Public Knowledge has made available a copy of this draft bill, currently titled the “Intellectual Property Protection Act of 2006.”
The bill strengthens several provisions of the Copyright Act, mostly related to criminal copyright infringement. It would increase penalties for various copyright crimes, provide additional funding for the investigation of copyright and computer crimes, and allow for broader forfeiture of property used to commit copyright crimes. It would also make it easier to prove “trafficking,” in all of the statutory provisions in which trafficking gives rise to liability.
In addition to these issues of investigation and punishment, the bill proposes three substantive changes to copyright law, one civil and two criminal.
First, the change to civil copyright infringement law. It is already copyright infringement to import, without the copyright holder’s permission, copies lawfully made outside the United States for the purpose of distribution within the United States. (Individuals are allowed to import copies for personal use, so I won’t be liable for ordering that Benjamin Biolay album from amazon.fr.) But this bill makes it an infringement to export infringing copies. A party that made and exported infringing copies would already be on the hook for the infringement itself, and a defendant who exported the copies without making them would probably already be on the hook for vicarious copyright infringement. This addition would just seem to make it easier to go after the exporters. It makes me a little uncomfortable that there’s civil liability for exporting copies “the making of which either constituted an infringement of copyright or would have constitued an infringement of copyright if this title had been applicable,” sec. 5(a)(4), since while the conditional applicability language is already in the statute, one could imagine an overzealous prosecutor thinking, erroneously, that various defenses to infringement like section 107 or section 1008 made Title 17 inapplicable instead of simply taking away liability. Other than that, though, this doesn’t seem to be a radical expansion of a copyright holder’s distribution right, since the new subsection only imposes liability for the distribution of copies that are already infringing. Does anyone else see more major problems here?

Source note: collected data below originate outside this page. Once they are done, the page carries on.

//! Cache Loaders
//!
//! A loader fills the [`ResourceCache`] with everything the pipeline will
//! read during one cycle. Two strategies exist:
//!
//! - [`MinimalLoader`] follows the graph from servers and arrays and fetches
//!   only what the resulting nodes reference.
//! - [`FullLoader`] lists every supported kind in every cloud.
//!
//! Both run as a cache generation, so non-volatile collections younger than
//! the cache TTL are revived instead of refetched.

use async_trait::async_trait;
use std::sync::Arc;
use tracing::{debug, trace};

use crate::cache::ResourceCache;
use crate::error::RefreshError;
use crate::fetcher::{FetchError, ResourceFetcher};
use crate::populate::{LinkHandler, LinkRelation};
use crate::resource::{
    last_segment, FetchScope, Resource, ResourceKind, CLOUD_LINK, CURRENT_INSTANCE_LINK,
};

/// Fills the resource cache for one refresh cycle.
#[async_trait]
pub trait CacheLoader: Send + Sync {
    /// Short strategy name used in logs.
    fn name(&self) -> &'static str;

    /// Load every collection the pipeline needs into `cache`.
    ///
    /// Mutates the cache in place; callers must not run two loads at once.
    async fn load(
        &self,
        cache: &mut ResourceCache,
        fetcher: &dyn ResourceFetcher,
    ) -> Result<(), RefreshError>;
}

/// Pick the loader for the `full_fetch` setting.
pub fn loader_for(full_fetch: bool) -> Arc<dyn CacheLoader> {
    if full_fetch {
        Arc::new(FullLoader)
    } else {
        Arc::new(MinimalLoader)
    }
}

/// Make sure this load holds `(kind, scope)`: keep it if already loaded,
/// revive it if still fresh, fetch it otherwise.
async fn ensure(
    cache: &mut ResourceCache,
    fetcher: &dyn ResourceFetcher,
    kind: ResourceKind,
    scope: FetchScope,
) -> Result<(), FetchError> {
    if cache.contains(kind, &scope) {
        return Ok(());
    }
    if cache.revive(kind, &scope) {
        trace!(%kind, %scope, "Reusing cached resources");
        return Ok(());
    }

    let collection = fetcher.fetch(kind, &scope).await?;
    trace!(%kind, %scope, count = collection.len(), "Fetched resources");
    cache.store(kind, scope, collection);
    Ok(())
}

fn account_resources(
    cache: &ResourceCache,
    kind: ResourceKind,
    keep: impl Fn(&Resource) -> bool,
) -> Vec<Resource> {
    cache
        .collection(kind, &FetchScope::Account)
        .map(|collection| collection.iter().filter(|r| keep(r)).cloned().collect())
        .unwrap_or_default()
}

fn operational_instances(cache: &ResourceCache) -> Vec<Resource> {
    cache
        .resources(ResourceKind::Instance)
        .filter(|instance| instance.is_operational())
        .cloned()
        .collect()
}

/// Fetch only what the nodes of this cycle reference.
#[derive(Debug, Clone, Copy, Default)]
pub struct MinimalLoader;

#[async_trait]
impl CacheLoader for MinimalLoader {
    fn name(&self) -> &'static str {
        "minimal"
    }

    async fn load(
        &self,
        cache: &mut ResourceCache,
        fetcher: &dyn ResourceFetcher,
    ) -> Result<(), RefreshError> {
        cache.start_generation();

        ensure(cache, fetcher, ResourceKind::Server, FetchScope::Account).await?;
        ensure(cache, fetcher, ResourceKind::ServerArray, FetchScope::Account).await?;

        for server in account_resources(cache, ResourceKind::Server, Resource::is_eligible_server) {
            let (Some(instance_href), Some(cloud_id)) = (
                server.link(CURRENT_INSTANCE_LINK),
                server.link(CLOUD_LINK).and_then(last_segment),
            ) else {
                debug!(href = %server.href, "Server has no cloud link, not loading its instance");
                continue;
            };

            let instance = fetcher
                .fetch(
                    ResourceKind::Instance,
                    &FetchScope::Href(instance_href.to_string()),
                )
                .await?;
            cache.extend(
                ResourceKind::Instance,
                FetchScope::Cloud(cloud_id.to_string()),
                instance,
            );
        }

        for array in account_resources(cache, ResourceKind::ServerArray, |_| true) {
            ensure(cache, fetcher, ResourceKind::Instance, FetchScope::Parent(array.href)).await?;
        }

        for instance in operational_instances(cache) {
            for (rel, href) in &instance.links {
                let Some(relation) = LinkRelation::from_rel(rel) else {
                    continue;
                };
                match relation.handler() {
                    LinkHandler::Single(kind) => {
                        ensure(cache, fetcher, kind, FetchScope::Href(href.clone())).await?;
                    }
                    LinkHandler::Inputs => {
                        ensure(
                            cache,
                            fetcher,
                            ResourceKind::Input,
                            FetchScope::Parent(instance.href.clone()),
                        )
                        .await?;
                    }
                }
            }
            ensure(cache, fetcher, ResourceKind::Tag, FetchScope::Parent(instance.href)).await?;
        }

        cache.finish_generation();
        Ok(())
    }
}

/// Fetch every supported kind in every cloud.
#[derive(Debug, Clone, Copy, Default)]
pub struct FullLoader;

impl FullLoader {
    const ACCOUNT_KINDS: [ResourceKind; 5] = [
        ResourceKind::Cloud,
        ResourceKind::Deployment,
        ResourceKind::ServerTemplate,
        ResourceKind::Server,
        ResourceKind::ServerArray,
    ];

    const CLOUD_KINDS: [ResourceKind; 5] = [
        ResourceKind::Instance,
        ResourceKind::Datacenter,
        ResourceKind::Image,
        ResourceKind::InstanceType,
        ResourceKind::SshKey,
    ];
}

#[async_trait]
impl CacheLoader for FullLoader {
    fn name(&self) -> &'static str {
        "full"
    }

    async fn load(
        &self,
        cache: &mut ResourceCache,
        fetcher: &dyn ResourceFetcher,
    ) -> Result<(), RefreshError> {
        cache.start_generation();

        for kind in Self::ACCOUNT_KINDS {
            ensure(cache, fetcher, kind, FetchScope::Account).await?;
        }

        for cloud in account_resources(cache, ResourceKind::Cloud, |_| true) {
            for kind in Self::CLOUD_KINDS {
                ensure(cache, fetcher, kind, FetchScope::Cloud(cloud.id.clone())).await?;
            }
        }

        for array in account_resources(cache, ResourceKind::ServerArray, |_| true) {
            ensure(cache, fetcher, ResourceKind::Instance, FetchScope::Parent(array.href)).await?;
        }

        for instance in operational_instances(cache) {
            ensure(
                cache,
                fetcher,
                ResourceKind::Input,
                FetchScope::Parent(instance.href.clone()),
            )
            .await?;
            ensure(cache, fetcher, ResourceKind::Tag, FetchScope::Parent(instance.href)).await?;
        }

        cache.finish_generation();
        Ok(())
    }
}

#[cfg(test)]
mod tests {
    use super::*;
    use crate::fetcher::MemoryFetcher;

    fn fetcher() -> MemoryFetcher {
        MemoryFetcher::new()
            .with(
                ResourceKind::Cloud,
                FetchScope::Account,
                [Resource::new("/api/clouds/1")],
            )
            .with(
                ResourceKind::Server,
                FetchScope::Account,
                [Resource::new("/api/servers/10")
                    .with_attribute("state", "operational")
                    .with_link(CLOUD_LINK, "/api/clouds/1")
                    .with_link(CURRENT_INSTANCE_LINK, "/api/clouds/1/instances/A")],
            )
            .with(
                ResourceKind::Instance,
                FetchScope::Cloud("1".into()),
                [
                    Resource::new("/api/clouds/1/instances/A")
                        .with_attribute("state", "operational")
                        .with_link("image", "/api/clouds/1/images/9"),
                    Resource::new("/api/clouds/1/instances/B").with_attribute("state", "stopped"),
                ],
            )
            .with(
                ResourceKind::Image,
                FetchScope::Cloud("1".into()),
                [Resource::new("/api/clouds/1/images/9")],
            )
    }

    #[tokio::test]
    async fn test_minimal_loads_only_referenced_resources() {
        let fetcher = fetcher();
        let mut cache = ResourceCache::new(0);

        MinimalLoader.load(&mut cache, &fetcher).await.unwrap();

        let instances = cache
            .collection(ResourceKind::Instance, &FetchScope::Cloud("1".into()))
            .unwrap();
        assert_eq!(instances.len(), 1);
        assert!(cache.lookup(ResourceKind::Image, "/api/clouds/1/images/9").is_some());
        assert_eq!(fetcher.request_count(ResourceKind::Cloud), 0);
        assert_eq!(fetcher.request_count(ResourceKind::Image), 1);
        assert!(cache.contains(
            ResourceKind::Tag,
            &FetchScope::Parent("/api/clouds/1/instances/A".into())
        ));
        assert!(cache.loaded_at().is_some());
    }

    #[tokio::test]
    async fn test_full_lists_every_cloud_kind() {
        let fetcher = fetcher();
        let mut cache = ResourceCache::new(0);

        FullLoader.load(&mut cache, &fetcher).await.unwrap();

        let instances = cache
            .collection(ResourceKind::Instance, &FetchScope::Cloud("1".into()))
            .unwrap();
        assert_eq!(instances.len(), 2);
        for kind in FullLoader::CLOUD_KINDS {
            assert!(cache.contains(kind, &FetchScope::Cloud("1".into())), "{kind}");
        }
        // inputs and tags for the operational instance only
        assert_eq!(fetcher.request_count(ResourceKind::Input), 1);
        assert_eq!(fetcher.request_count(ResourceKind::Tag), 1);
    }

    #[tokio::test]
    async fn test_ttl_reuses_nonvolatile_collections() {
        let fetcher = fetcher();
        let mut cache = ResourceCache::new(60_000);

        FullLoader.load(&mut cache, &fetcher).await.unwrap();
        FullLoader.load(&mut cache, &fetcher).await.unwrap();

        assert_eq!(fetcher.request_count(ResourceKind::Cloud), 1);
        assert_eq!(fetcher.request_count(ResourceKind::Image), 1);
        assert_eq!(fetcher.request_count(ResourceKind::Server), 2);
        assert_eq!(fetcher.request_count(ResourceKind::Instance), 2);
    }

    #[tokio::test]
    async fn test_zero_ttl_refetches_everything() {
        let fetcher = fetcher();
        let mut cache = ResourceCache::new(0);

        FullLoader.load(&mut cache, &fetcher).await.unwrap();
        FullLoader.load(&mut cache, &fetcher).await.unwrap();

        assert_eq!(fetcher.request_count(ResourceKind::Cloud), 2);
        assert_eq!(fetcher.request_count(ResourceKind::Image), 2);
    }

    #[test]
    fn test_loader_for() {
        assert_eq!(loader_for(false).name(), "minimal");
        assert_eq!(loader_for(true).name(), "full");
    }
}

Second, the bill would criminalize attempted criminal copyright infringement and conspiracy to commit criminal copyright infringement. Most federal crimes include these ancillary crimes by default. It’s starting to get a little scary, though, when it’s a federal crime to attempt — but fail — to have a friend buy you a burrito for giving him a burned copy of Microsoft Office. (Wonks: That’s a violation of 506(a)(1), since a burrito is included in “anything of value” [at least if it's from Taqueria Can-Cun].)
Third, the bill would remove the registration requirement for criminal copyright infringement prosecutions. Right now, the copyrights to the works at issue must be registered at the time the action is filed, whether for civil infringement actions or criminal prosecutions. Criminal copyright infringement requires willful action, which probably implies actual knowledge that the material is copyrighted; for this reason, the elimination of the registration requirement probably doesn’t expand the range of proscribed conduct much, and probably doesn’t give rise to a vagueness challenge. It does, however, make it easier for prosecutors to go after infringers without the cooperation or involvement of the copyright holders, and eliminates one impediment to the initiation of criminal copyright infringement prosecutions.
In all, the bill as currently drafted strikes me as unnecessary as a matter of copyright policy, and continues the unfortunate erosion of the traditional formalities upon which copyright protection has always been conditioned in the United States. The expansion of criminal copyright infringement to include conspiracy and attempt and the expanded definition of trafficking could, in the hands of an overzealous prosecutor, lead to prison time for ordinary people engaging in ordinary (though willful) acts of infringement, or for ordinary tinkerers who make their useful (though circumventing) software available to others.